Don’t let the colder weather deter you from getting out in your garden. There’s plenty you can be doing right now, from planting winter flowers to composting.

Broccoli, cauliflower, spinach, kale and winter lettuces can all be planted out now. Remember to mulch around them to keep the weeds down. Watch out for slugs and snails – apply slug bait or use an organic beer bait to trap them.

It’s also time for broad beans to go in. If you’ve already got yours established, check to see they aren’t falling over. Stake them at each end, and wind string between the stalks to give them support.

June is also traditionally the time to plant out your garlic – on the shortest day. But I keep hearing about people doing this slightly earlier each year, with lots of success.  Really any time between May – July is suitable.

It’s almost strawberry planting time to ensure your summer supply. If you’re planting new seedlings, remember that they will be most productive in their second year. If you’re already got established strawberry plants, give them a tidy up. Divide your plants, and remove the runners. You do this by keeping the newly grown plants off the runners (the little stems running off that go on to make new plants) closest to your main clump. Remove the other runners and new plants and dispose of them or transplant them on to new places in your garden.

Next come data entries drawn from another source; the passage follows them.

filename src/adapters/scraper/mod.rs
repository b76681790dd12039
pub mod client;
pub mod entity_parser;
pub mod page_parser;
pub mod search_parser;
pub mod text;
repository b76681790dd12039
use std::path::{Path, PathBuf};
use std::sync::Arc;

use anyhow::Result;
use rmcp::ServiceExt;
use rmcp::transport::stdio;
use tracing_subscriber::EnvFilter;

use mcp_zillow::adapters::scraper::client::ZillowScraper;
use mcp_zillow::config::load_config;
use mcp_zillow::mcp::server::ZillowMcpServer;
use mcp_zillow::ports::zillow_client::ZillowClient;

fn find_config_path() -> PathBuf {
    let candidates = [PathBuf::from("config.yaml"), exe_dir().join("config.yaml")];

    for path in &candidates {
        if path.exists() {
            return path.clone();
        }
    }

    candidates[0].clone()
}

fn exe_dir() -> PathBuf {
    std::env::current_exe()
        .ok()
        .and_then(|p| p.parent().map(Path::to_path_buf))
        .unwrap_or_else(|| PathBuf::from("."))
}

#[tokio::main]
async fn main() -> Result<()> {
    // stdout carries MCP JSON-RPC
    tracing_subscriber::fmt()
        .with_env_filter(
            EnvFilter::try_from_default_env().unwrap_or_else(|_| EnvFilter::new("info")),
        )
        .with_writer(std::io::stderr)
        .with_ansi(false)
        .init();

    tracing::info!("Starting mcp-zillow server");

    let config_path = find_config_path();
    let config = load_config(&config_path)?;
    tracing::info!(
        base_url = %config.client.base_url,
        proxied = config.client.proxy_url.is_some(),
        strict_status = config.client.strict_status,
        "Configuration loaded"
    );

    let client: Arc<dyn ZillowClient> = Arc::new(ZillowScraper::new(config.client)?);
    let server = ZillowMcpServer::new(client);

    let service = server.serve(stdio()).await?;
    service.waiting().await?;

    Ok(())
}
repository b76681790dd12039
pub mod json_path;
pub mod search_params;
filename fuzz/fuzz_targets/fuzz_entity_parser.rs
#![no_main]
use libfuzzer_sys::fuzz_target;

fuzz_target!(|data: &[u8]| {
    if let Ok(props) = serde_json::from_slice::<serde_json::Value>(data) {
        let _ = mcp_zillow::adapters::scraper::entity_parser::resolve_property(Some(&props));
        let _ = mcp_zillow::adapters::scraper::entity_parser::resolve_department(Some(&props));
    }
});
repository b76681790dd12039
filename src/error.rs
use thiserror::Error;

#[derive(Error, Debug)]
pub enum ZillowError {
    #[error("HTTP request failed: {0}")]
    Http(#[from] reqwest::Error),

    #[error("HTTP {status} for {url}")]
    HttpStatus { status: u16, url: String },

    #[error("Failed to parse response: {reason}")]
    Parse { reason: String },

    #[error("Invalid search parameters: {reason}")]
    InvalidParams { reason: String },

    #[error("Configuration error: {0}")]
    Config(String),

    #[error("YAML error: {0}")]
    Yaml(#[from] serde_yml::Error),

    #[error("URL parse error: {0}")]
    Url(#[from] url::ParseError),
}

pub type Result<T> = std::result::Result<T, ZillowError>;
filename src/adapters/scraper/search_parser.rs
use serde_json::{Map, Value};
use tracing::{debug, warn};

use crate::domain::json_path;
use crate::error::{Result, ZillowError};

const SEARCH_RESULTS_PATH: &str = "cat1.searchResults";

/// Decode a search response body and narrow it to `cat1.searchResults`.
pub fn parse_search_body(body: &[u8]) -> Result<Map<String, Value>> {
    let data: Value = serde_json::from_slice(body).map_err(|e| ZillowError::Parse {
        reason: format!("search response JSON parse error: {e}"),
    })?;
    Ok(parse_search_results(&data))
}

/// `cat1.searchResults` unchanged, or an empty map when the response lacks it.
pub fn parse_search_results(data: &Value) -> Map<String, Value> {
    match json_path::lookup_path(data, SEARCH_RESULTS_PATH).and_then(Value::as_object) {
        Some(results) => {
            debug!(
                map_results = result_count(results, "mapResults"),
                list_results = result_count(results, "listResults"),
                "Search results received"
            );
            results.clone()
        }
        None => {
            warn!("search response has no {SEARCH_RESULTS_PATH}");
            Map::new()
        }
    }
}

/// Length of the named result array, 0 when absent.
pub fn result_count(results: &Map<String, Value>, key: &str) -> usize {
    results.get(key).and_then(Value::as_array).map_or(0, Vec::len)
}
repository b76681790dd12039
//! Lookups over untyped JSON trees.
//!
//! Paths are dot-delimited (`props.pageProps.componentProps`). A bare key that
//! isn't present at the top level is searched for at any depth instead.

use serde_json::Value;

/// Resolve `path` against `data`.
///
/// Path mode applies when `path` contains a dot or names a key at the top
/// level. Otherwise the whole tree is searched for the first occurrence of
/// the key.
pub fn get<'a>(data: &'a Value, path: &str) -> Option<&'a Value> {
    if path.contains('.') || data.get(path).is_some() {
        return lookup_path(data, path);
    }
    find_key(data, path)
}

/// Descend one segment at a time. Numeric segments index into arrays.
pub fn lookup_path<'a>(data: &'a Value, path: &str) -> Option<&'a Value> {
    path.split('.')
        .try_fold(data, |current, segment| match current {
            Value::Object(map) => map.get(segment),
            Value::Array(items) => segment.parse::<usize>().ok().and_then(|i| items.get(i)),
            _ => None,
        })
}

/// Pre-order depth-first search for the first value stored under `key`.
///
/// Objects are walked in insertion order and arrays in index order, so the
/// same document always yields the same match.
pub fn find_key<'a>(data: &'a Value, key: &str) -> Option<&'a Value> {
    match data {
        Value::Object(map) => map.iter().find_map(|(k, v)| {
            if k == key {
                Some(v)
            } else {
                find_key(v, key)
            }
        }),
        Value::Array(items) => items.iter().find_map(|item| find_key(item, key)),
        _ => None,
    }
}
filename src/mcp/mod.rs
pub mod server;
use async_trait::async_trait;
use serde_json::{Map, Value};

use crate::domain::search_params::SearchParams;
use crate::error::Result;

/// Every call issues one request; `proxy` overrides the configured proxy for
/// that call only.
#[async_trait]
pub trait ZillowClient: Send + Sync {
    async fn fetch_property_by_id(
        &self,
        id: u64,
        proxy: Option<&str>,
    ) -> Result<Map<String, Value>>;

    async fn fetch_property_by_url(
        &self,
        url: &str,
        proxy: Option<&str>,
    ) -> Result<Map<String, Value>>;

    async fn fetch_department_by_id(&self, id: &str, proxy: Option<&str>)
    -> Result<Option<Value>>;

    async fn fetch_department_by_url(
        &self,
        url: &str,
        proxy: Option<&str>,
    ) -> Result<Option<Value>>;

    async fn search(
        &self,
        params: &SearchParams,
        proxy: Option<&str>,
    ) -> Result<Map<String, Value>>;
}
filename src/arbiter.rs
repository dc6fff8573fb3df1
//=========================================================================
// Device Arbiter
//
// Main entry point and coordinator for device arbitration.
//
// Architecture:
// ```text
//     Arbiter
//       ├─ DeviceRegistry        (live device set, observers)
//       ├─ OccupancyIndex        (device → holder records)
//       ├─ Roster                (users, preferences, holdings)
//       └─ ArbitrationController (full match pass per topology event)
//
//     host ──register/deregister──► Arbiter ◄──pump── EventCollector
// ```
//
// The arbiter is an explicitly constructed instance owned by whatever
// top-level context the host provides — there is no ambient singleton.
// All calls are synchronous and single-threaded; the host bridge is the
// only cross-thread entry and it is drained on the owning thread via
// `pump()`.
//
//=========================================================================

//=== External Dependencies ===============================================

use log::{info, warn};

//=== Internal Dependencies ===============================================

use crate::core::arbitration::roster::AccessMode;
use crate::core::arbitration::{ArbitrationController, Roster, TopologyEvent, UserHandle};
use crate::core::device::occupancy::OccupancyIndex;
use crate::core::device::registry::{DeviceObserver, DeviceRegistry};
use crate::core::device::{DeviceClass, DeviceId, DeviceKind, HolderMask};
use crate::core::error::ArbiterError;
use crate::core::host_bridge::{BridgeControl, EventCollector, HostEvent};

//=== Arbiter =============================================================

/// Device arbitration engine.
///
/// Owns the full arbitration state and exposes the host-facing surface:
/// device churn, user churn, occupancy queries, and the hotplug bridge.
/// Every mutating call re-arbitrates before returning, so holdings are
/// always current when a call completes.
///
/// # Examples
///
/// ```
/// use device_arbiter::prelude::*;
///
/// let mut arbiter = Arbiter::new();
///
/// let player = arbiter.register_user(vec![DeviceKind::Gamepad, DeviceKind::KeyboardMouse]);
/// arbiter.register_device(DeviceId::new(1), DeviceClass::Gamepad).unwrap();
///
/// assert_eq!(arbiter.held_devices(player).unwrap(), &[DeviceId::new(1)]);
/// ```
pub struct Arbiter {
    registry: DeviceRegistry,
    occupancy: OccupancyIndex,
    roster: Roster,
    controller: ArbitrationController,
}
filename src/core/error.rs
//=========================================================================
// Arbitration Errors
//=========================================================================
//
// Rejection values for every public mutating operation.
//
// Rejections are always values, never panics, and never leave partial
// state behind: each operation validates first and mutates only on the
// success path. A preference list that yields no match is NOT an error —
// the user simply ends the pass holding nothing.
//
//=========================================================================

//=== Internal Dependencies ===============================================

use super::arbitration::roster::UserHandle;
use super::device::DeviceId;

//=== ArbiterError ========================================================

/// Rejection reasons for arbitration operations.
#[derive(Debug, Clone, Copy, PartialEq, Eq)]
pub enum ArbiterError {
    /// The device id is not in the registry.
    UnknownDevice(DeviceId),

    /// The device id is already registered.
    DuplicateDevice(DeviceId),

    /// The user handle is not in the roster (never issued, or already
    /// deregistered).
    UnknownUser(UserHandle),

    /// The device is exclusively held by a different user.
    DeviceHeldByOther(DeviceId, UserHandle),

    /// The user already holds this device.
    AlreadyHolds(UserHandle, DeviceId),

    /// The user is not a holder of this device.
    NotHolder(UserHandle, DeviceId),

    /// The operation requires an arbitrated (preferred) user.
    NotArbitrated(UserHandle),
}

impl std::fmt::Display for ArbiterError {
    fn fmt(&self, f: &mut std::fmt::Formatter<'_>) -> std::fmt::Result {
        match self {
            Self::UnknownDevice(id) => write!(f, "{} is not registered", id),
            Self::DuplicateDevice(id) => write!(f, "{} is already registered", id),
            Self::UnknownUser(user) => write!(f, "{} is not registered", user),
            Self::DeviceHeldByOther(id, holder) => {
                write!(f, "{} is exclusively held by {}", id, holder)
            }
            Self::AlreadyHolds(user, id) => write!(f, "{} already holds {}", user, id),
            Self::NotHolder(user, id) => write!(f, "{} does not hold {}", user, id),
            Self::NotArbitrated(user) => write!(f, "{} is not an arbitrated user", user),
        }
    }
}

impl std::error::Error for ArbiterError {}

//=========================================================================
// Unit Tests
//=========================================================================
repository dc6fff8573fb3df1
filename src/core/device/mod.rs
//=========================================================================
// Device Identity & Kind Types
//
// Defines the stable vocabulary of the arbitration engine.
//
// This module abstracts away host-specific device representations
// (e.g. evdev nodes, HID handles, SDL joystick ids) into a unified,
// engine-friendly format used by the registry and the matcher.
//
// Responsibilities:
// - Represent device identity in a stable, portable way (`DeviceId`)
// - Categorize devices into a closed set of classes (`DeviceClass`)
// - Express what users ask for, including paired requests (`DeviceKind`)
// - Select holder populations for occupancy queries (`HolderMask`)
//
// Design:
// All types here are:
// - Copy-cheap (no heap allocations)
// - Hash-stable for efficient HashSet/HashMap usage
// - Closed tagged unions — new categories are added as variants, never
//   discovered dynamically
//
// Data Flow:
// ```text
// Host Layer (OS input backend)
//         ↓
//    DeviceId + DeviceClass (this module)
//         ↓
//    DeviceRegistry (tracks the live set)
//         ↓
//    Matcher (resolves DeviceKind preferences against classes)
// ```
//
//=========================================================================

//=== Submodules ==========================================================

pub mod occupancy;
pub mod registry;

//=== Standard Library Imports ============================================

use std::fmt;

//=== DeviceId ============================================================

/// Opaque identity of a registered device.
///
/// Ids are assigned by the host (typically whatever handle its input
/// backend hands out) and are never minted by the engine. The engine
/// only indexes them.
///
/// Two devices with the same id cannot coexist in the registry;
/// re-registering a deregistered id is allowed and treats it as a brand
/// new device.
#[derive(Debug, Clone, Copy, PartialEq, Eq, Hash, PartialOrd, Ord)]
pub struct DeviceId(pub u32);

impl DeviceId {
    /// Creates a device id from a raw host handle.
    #[inline]
    pub const fn new(raw: u32) -> Self {
        Self(raw)
    }

    /// Returns the raw host handle.
    #[inline]
    pub const fn raw(self) -> u32 {
        self.0
    }
}

impl fmt::Display for DeviceId {
    fn fmt(&self, f: &mut fmt::Formatter<'_>) -> fmt::Result {
        write!(f, "device#{}", self.0)
    }
}

//=== DeviceClass =========================================================

/// Physical category of a connected device.
///
/// Abstracts host-specific device types (e.g. an evdev gamepad node, a
/// HID keyboard) into a stable, portable enum.
///
/// The `Other` variant covers devices the host cannot classify: exotic
/// controllers, MIDI boards, anything without a dedicated variant.
#[derive(Debug, Clone, Copy, PartialEq, Eq, Hash)]
pub enum DeviceClass {
    /// A gamepad / joystick style controller.
    Gamepad,

    /// A keyboard. Half of the `KeyboardMouse` paired kind.
    Keyboard,

    /// A pointing device. The other half of the `KeyboardMouse` pair.
    Mouse,

    /// A touch surface.
    Touch,

    /// Any device not otherwise classified.
    Other,
}

//=== DeviceKind ==========================================================

/// Category a user can ask for in its preference list.
///
/// Kinds are what preference lists are made of; classes are what
/// devices carry. Most kinds map to a single class, but `KeyboardMouse`
/// is a *paired* kind: it is only satisfiable by one `Keyboard` and one
/// `Mouse` device together, and the pair is granted and revoked as a
/// single unit — never half of it.
///
/// `Other` is the catch-all kind: it matches any device the host left
/// unclassified (class `Other`), and nothing else.
#[derive(Debug, Clone, Copy, PartialEq, Eq, Hash)]
pub enum DeviceKind {
    /// One gamepad.
    Gamepad,

    /// One keyboard and one mouse, granted together or not at all.
    KeyboardMouse,

    /// One touch surface.
    Touch,

    /// One unclassified device.
    Other,
}

impl DeviceKind {
    /// Returns `true` if a single device of `class` satisfies this kind.
    ///
    /// Always `false` for paired kinds — those are resolved through
    /// [`pair_halves`](Self::pair_halves) instead.
    #[inline]
    pub fn matches(self, class: DeviceClass) -> bool {
        matches!(
            (self, class),
            (DeviceKind::Gamepad, DeviceClass::Gamepad)
                | (DeviceKind::Touch, DeviceClass::Touch)
                | (DeviceKind::Other, DeviceClass::Other)
        )
    }

    /// Returns the two complementary classes of a paired kind.
    ///
    /// `None` for simple kinds.
    #[inline]
    pub fn pair_halves(self) -> Option<(DeviceClass, DeviceClass)> {
        match self {
            DeviceKind::KeyboardMouse => Some((DeviceClass::Keyboard, DeviceClass::Mouse)),
            _ => None,
        }
    }
}

//=== HolderMask ==========================================================

/// Selects which holder populations an occupancy query counts.
///
/// A device can be held two independent ways: exclusively (by at most
/// one arbitrated user) and shared (by any number of listeners). Hosts
/// that need mixed accounting — "how many consumers see this device at
/// all?" — pass `ANY`; hosts checking arbitration state alone pass
/// `EXCLUSIVE`.
#[derive(Debug, Clone, Copy, PartialEq, Eq, Hash)]
pub struct HolderMask {
    /// Count the exclusive holder (0 or 1).
    pub exclusive: bool,

    /// Count shared listener holders.
    pub shared: bool,
}

//--- Mask Constants ------------------------------------------------------

impl HolderMask {
    /// Counts nobody. Useful as a neutral default.
    pub const NONE: Self = Self {
        exclusive: false,
        shared: false,
    };

    /// Counts only the exclusive holder.
    pub const EXCLUSIVE: Self = Self {
        exclusive: true,
        shared: false,
    };

    /// Counts only shared listener holders.
    pub const SHARED: Self = Self {
        exclusive: false,
        shared: true,
    };

    /// Counts every holder of either population.
    pub const ANY: Self = Self {
        exclusive: true,
        shared: true,
    };
}

impl Default for HolderMask {
    fn default() -> Self {
        Self::ANY
    }
}

//=========================================================================
// Unit Tests
//=========================================================================
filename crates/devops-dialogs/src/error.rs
//! Error types for the command router and dialogs.

use devops_client::ClientError;
use thiserror::Error;

/// Errors raised while handling an activity.
#[derive(Debug, Error)]
pub enum DialogError {
    /// The activity is missing something the router needs.
    #[error("invalid activity: {0}")]
    InvalidArgument(String),

    /// A facade call failed.
    #[error(transparent)]
    Client(#[from] ClientError),

    /// A reply could not be delivered.
    #[error("failed to send reply: {0}")]
    Channel(String),

    /// Conversation state could not be read or written.
    #[error("IO error: {0}")]
    Io(#[from] std::io::Error),

    /// Conversation state could not be (de)serialized.
    #[error("JSON error: {0}")]
    Json(#[from] serde_json::Error),
}

impl DialogError {
    /// Creates an `InvalidArgument` error.
    pub fn invalid(message: impl Into<String>) -> Self {
        Self::InvalidArgument(message.into())
    }
}

/// Result type for dialog operations.
pub type Result<T> = std::result::Result<T, DialogError>;

#[cfg(test)]
mod tests {
    use super::*;

    #[test]
    fn test_client_error_is_transparent() {
        let err: DialogError = ClientError::Remote {
            status: 401,
            message: "unauthorized".into(),
        }
        .into();
        assert_eq!(err.to_string(), "remote call failed with status 401: unauthorized");
        assert!(matches!(err, DialogError::Client(_)));
    }

    #[test]
    fn test_invalid_display() {
        assert_eq!(
            DialogError::invalid("missing sender").to_string(),
            "invalid activity: missing sender"
        );
    }
}
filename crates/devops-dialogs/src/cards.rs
//! Canned replies.

use devops_models::{Card, CardAction, ChannelAccount, Reply};

/// Welcome message for a member who just joined.
pub fn welcome(member: &ChannelAccount, eula_url: &str) -> Reply {
    let name = if member.name.trim().is_empty() {
        "there"
    } else {
        member.name.trim()
    };
    Reply::text(format!(
        "Welcome {}! I can show your builds, start releases and handle approvals \
         on Azure DevOps. Type \"help\" to see what I can do.\n\n\
         By using this bot you agree to the license terms: {}",
        name, eula_url
    ))
}

/// Menu card listing the available commands.
pub fn menu<'a>(commands: impl IntoIterator<Item = &'a str>) -> Reply {
    let card = commands.into_iter().fold(
        Card::new("What can I do for you?").text("Pick a command or type its name."),
        |card, command| card.action(CardAction::im_back(command, command)),
    );
    card.into()
}
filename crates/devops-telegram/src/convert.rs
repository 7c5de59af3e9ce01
//! Telegram updates to bot activities.

use devops_models::{Activity, ChannelAccount, ConversationRef};
use teloxide::types::{CallbackQuery, ChatId, Message, User};

/// Account of a Telegram user.
pub fn user_account(user: &User) -> ChannelAccount {
    ChannelAccount::new(user.id.0.to_string(), user.full_name())
}

/// Conversation of a Telegram chat.
pub fn conversation(chat_id: ChatId) -> ConversationRef {
    ConversationRef::new(chat_id.0.to_string())
}

/// Turns a slash command into command text: `/builds@devops_bot 3` becomes
/// `builds 3`. Other text is only trimmed.
pub fn command_text(text: &str) -> String {
    let text = text.trim();
    let Some(command) = text.strip_prefix('/') else {
        return text.to_string();
    };

    let (head, tail) = match command.find(char::is_whitespace) {
        Some(at) => command.split_at(at),
        None => (command, ""),
    };
    let head = head.split('@').next().unwrap_or(head);
    format!("{}{}", head, tail)
}

/// Message activity for a text message. `None` without text.
pub fn message_activity(msg: &Message, me: &ChannelAccount) -> Option<Activity> {
    let text = msg.text()?;
    let from = msg.from.as_ref().map(user_account)?;
    Some(Activity::message(
        conversation(msg.chat.id),
        from,
        me.clone(),
        command_text(text),
    ))
}

/// Conversation update for a "new chat members" service message.
pub fn members_activity(msg: &Message, me: &ChannelAccount) -> Option<Activity> {
    let members = msg.new_chat_members()?;
    Some(Activity::conversation_update(
        conversation(msg.chat.id),
        me.clone(),
        members.iter().map(user_account).collect(),
    ))
}

/// Message activity for an inline button press; the button data is the text.
pub fn callback_activity(query: &CallbackQuery, me: &ChannelAccount) -> Option<Activity> {
    let data = query.data.as_deref()?;
    let chat_id = query.message.as_ref().map(|m| m.chat().id)?;
    Some(Activity::message(
        conversation(chat_id),
        user_account(&query.from),
        me.clone(),
        data,
    ))
}

#[cfg(test)]
mod tests {
    use super::*;
    use devops_models::ActivityType;
    use serde_json::json;

    fn me() -> ChannelAccount {
        ChannelAccount::new("99", "devops_bot")
    }

    fn ada() -> serde_json::Value {
        json!({"id": 7, "is_bot": false, "first_name": "Ada", "last_name": "Lovelace"})
    }

    fn private_message(text: &str) -> Message {
        serde_json::from_value(json!({
            "message_id": 1,
            "date": 1_700_000_000,
            "chat": {"id": 42, "type": "private", "first_name": "Ada"},
            "from": ada(),
            "text": text
        }))
        .unwrap()
    }

    #[test]
    fn test_command_text() {
        assert_eq!(command_text("/builds"), "builds");
        assert_eq!(command_text("/builds@devops_bot"), "builds");
        assert_eq!(command_text("/queue@devops_bot 3"), "queue 3");
        assert_eq!(command_text("  approve 5 "), "approve 5");
        assert_eq!(command_text("/"), "");
    }

    #[test]
    fn test_message_activity() {
        let activity = message_activity(&private_message("/help@devops_bot"), &me()).unwrap();

        assert_eq!(activity.kind, ActivityType::Message);
        assert_eq!(activity.conversation.id, "42");
        assert_eq!(activity.text.as_deref(), Some("help"));
        assert_eq!(activity.from, Some(ChannelAccount::new("7", "Ada Lovelace")));
        assert_eq!(activity.recipient, me());
    }

    #[test]
    fn test_new_members_activity() {
        let msg: Message = serde_json::from_value(json!({
            "message_id": 2,
            "date": 1_700_000_000,
            "chat": {"id": -100, "type": "group", "title": "Ops"},
            "from": ada(),
            "new_chat_members": [
                ada(),
                {"id": 99, "is_bot": true, "first_name": "DevOps", "username": "devops_bot"}
            ]
        }))
        .unwrap();

        assert!(message_activity(&msg, &me()).is_none());
        let activity = members_activity(&msg, &me()).unwrap();
        assert!(activity.is_conversation_update());
        assert_eq!(activity.conversation.id, "-100");
        assert!(activity.from.is_none());
        assert_eq!(activity.members_added.len(), 2);
        assert!(activity.members_added[1].is_same(&me()));
    }

    #[test]
    fn test_callback_activity() {
        let query: CallbackQuery = serde_json::from_value(json!({
            "id": "q1",
            "from": ada(),
            "chat_instance": "ci",
            "data": "queue 3",
            "message": {
                "message_id": 5,
                "date": 1_700_000_000,
                "chat": {"id": 42, "type": "private", "first_name": "Ada"},
                "text": "Build definitions"
            }
        }))
        .unwrap();

        let activity = callback_activity(&query, &me()).unwrap();
        assert_eq!(activity.text.as_deref(), Some("queue 3"));
        assert_eq!(activity.conversation.id, "42");
        assert_eq!(activity.from.unwrap().id, "7");
    }
}
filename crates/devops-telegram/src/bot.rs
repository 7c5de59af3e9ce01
//! Telegram bot setup and update dispatch.

use std::sync::Arc;

use devops_core::BotConfig;
use devops_models::ChannelAccount;
use teloxide::dispatching::UpdateFilterExt;
use teloxide::prelude::*;
use tracing::{info, warn};

use crate::channel::TelegramChannel;
use crate::convert;
use crate::error::{Result, TelegramError};
use crate::handlers::{handle_callback, handle_members, handle_message};
use crate::state::BotState;

/// The Telegram bot.
pub struct TelegramBot {
    bot: Bot,
}

impl TelegramBot {
    /// Creates the bot from `config`, pointing it at the emulator or local
    /// Bot API server when one is configured.
    pub fn new(config: &BotConfig) -> Self {
        let mut bot = Bot::new(&config.telegram_token);
        if let Some(url) = &config.telegram_api_url {
            info!(url = %url, "Using custom Bot API server");
            bot = bot.set_api_url(url.clone());
        }
        Self { bot }
    }

    /// The bot's own account, used as the recipient of activities.
    pub async fn get_me(&self) -> Result<ChannelAccount> {
        let me = self
            .bot
            .get_me()
            .await
            .map_err(|e| TelegramError::BotStartFailed(e.to_string()))?;
        let mut account = convert::user_account(&me.user);
        account.name = me.username().to_string();
        Ok(account)
    }

    /// Channel that posts through this bot.
    pub fn channel(&self) -> TelegramChannel {
        TelegramChannel::new(self.bot.clone())
    }

    /// Polls for updates until Ctrl+C.
    pub async fn start_polling(&self, state: Arc<BotState>) -> Result<()> {
        info!("Starting Telegram bot in polling mode...");

        let state_for_callbacks = Arc::clone(&state);
        let state_for_members = Arc::clone(&state);
        let state_for_messages = Arc::clone(&state);

        let handler = dptree::entry()
            .branch(
                Update::filter_callback_query().endpoint(move |bot: Bot, q: CallbackQuery| {
                    let state = Arc::clone(&state_for_callbacks);
                    async move { handle_callback(bot, q, state).await }
                }),
            )
            .branch(
                Update::filter_message()
                    .filter(|msg: Message| msg.new_chat_members().is_some())
                    .endpoint(move |bot: Bot, msg: Message| {
                        let state = Arc::clone(&state_for_members);
                        info!(chat_id = %msg.chat.id, "Members joined");
                        async move { handle_members(bot, msg, state).await }
                    }),
            )
            .branch(
                Update::filter_message()
                    .filter(|msg: Message| msg.text().is_some())
                    .endpoint(move |bot: Bot, msg: Message| {
                        let state = Arc::clone(&state_for_messages);
                        info!(chat_id = %msg.chat.id, "Message received");
                        async move { handle_message(bot, msg, state).await }
                    }),
            );

        Dispatcher::builder(self.bot.clone(), handler)
            .default_handler(|upd| async move {
                warn!("Unhandled update: {:?}", upd.kind);
            })
            .enable_ctrlc_handler()
            .build()
            .dispatch()
            .await;

        info!("Telegram bot stopped");
        Ok(())
    }
}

It’s also time to tidy up your asparagus patches. Your unpicked spears will have grown into ferns, some reaching over a meter high. Once they’ve dried off, trim them back to ground level. Then weed and mulch your patch. You can wait until the new spears start coming in spring before needing to apply any fertiliser.

Sort out your pots and hanging baskets with some winter colour from flowering annuals. Violas, pansies and lobelia are all great places to start. For larger garden beds, try ornamental kale with carex grasses slotted in between.

It’s also a good time of year to plant out any citrus trees or native plants, while the soil isn’t too wet.

Look to your roses. You can start pruning any time from now, depending on where you live. If you’re not sure, the NZ Rose society puts great free demonstrations on each year throughout the country, on how to prune. Check their website for dates.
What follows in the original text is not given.